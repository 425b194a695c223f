//! Test utilities for the backend crate.
//!
//! Shared by unit tests in `src/` and integration tests in `tests/`. Only
//! compiled for tests or with the `test-support` feature.

use std::sync::{Mutex, MutexGuard};

use chrono::{DateTime, Local, TimeDelta, TimeZone, Utc};
use mockable::Clock;

/// Clock frozen at a chosen instant until advanced.
#[derive(Debug)]
pub struct MutableClock(Mutex<DateTime<Utc>>);

impl MutableClock {
    #[must_use]
    pub const fn new(now: DateTime<Utc>) -> Self {
        Self(Mutex::new(now))
    }

    /// Clock fixed at `year-month-day hour:00:00Z`.
    ///
    /// # Panics
    /// Panics when the components do not form a valid instant.
    #[must_use]
    pub fn at(year: i32, month: u32, day: u32, hour: u32) -> Self {
        match Utc.with_ymd_and_hms(year, month, day, hour, 0, 0).single() {
            Some(now) => Self::new(now),
            None => panic!("invalid clock instant {year}-{month}-{day} {hour}:00"),
        }
    }

    pub fn advance(&self, delta: TimeDelta) {
        *self.lock_clock() += delta;
    }

    pub fn set(&self, now: DateTime<Utc>) {
        *self.lock_clock() = now;
    }

    fn lock_clock(&self) -> MutexGuard<'_, DateTime<Utc>> {
        match self.0.lock() {
            Ok(guard) => guard,
            Err(_) => panic!("clock mutex"),
        }
    }
}

impl Clock for MutableClock {
    fn local(&self) -> DateTime<Local> {
        self.utc().with_timezone(&Local)
    }

    fn utc(&self) -> DateTime<Utc> {
        *self.lock_clock()
    }
}
//! Print the OpenAPI document as JSON.

use mentorship::ApiDoc;
use utoipa::OpenApi;

#[expect(clippy::print_stdout, reason = "the document is the program's output")]
fn main() -> Result<(), serde_json::Error> {
    println!("{}", ApiDoc::openapi().to_pretty_json()?);
    Ok(())
}
//! HTTP inbound adapter exposing the `/api/v1` REST endpoints.
//!
//! Each submodule owns one resource family: request DTOs, parsing into
//! domain values, and the Actix handlers annotated for OpenAPI. Handlers
//! depend only on [`state::HttpState`], a bundle of driving ports.

pub mod accounts;
pub mod ai;
pub mod analytics;
pub mod auth;
pub mod availability;
pub mod badges;
pub mod bookings;
pub mod cache_control;
pub mod chat;
pub mod dashboard;
pub mod error;
pub mod health;
pub mod notifications;
pub mod paging;
pub mod reviews;
pub mod schemas;
pub mod search;
pub mod skills;
pub mod state;
#[cfg(test)]
pub mod test_utils;
pub mod two_factor;
pub mod validation;
pub mod webhooks;

pub use error::ApiResult;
+++
# Your objective
Tally the lines of the material that hold the word "hour", and state only that tally.

# Result below
4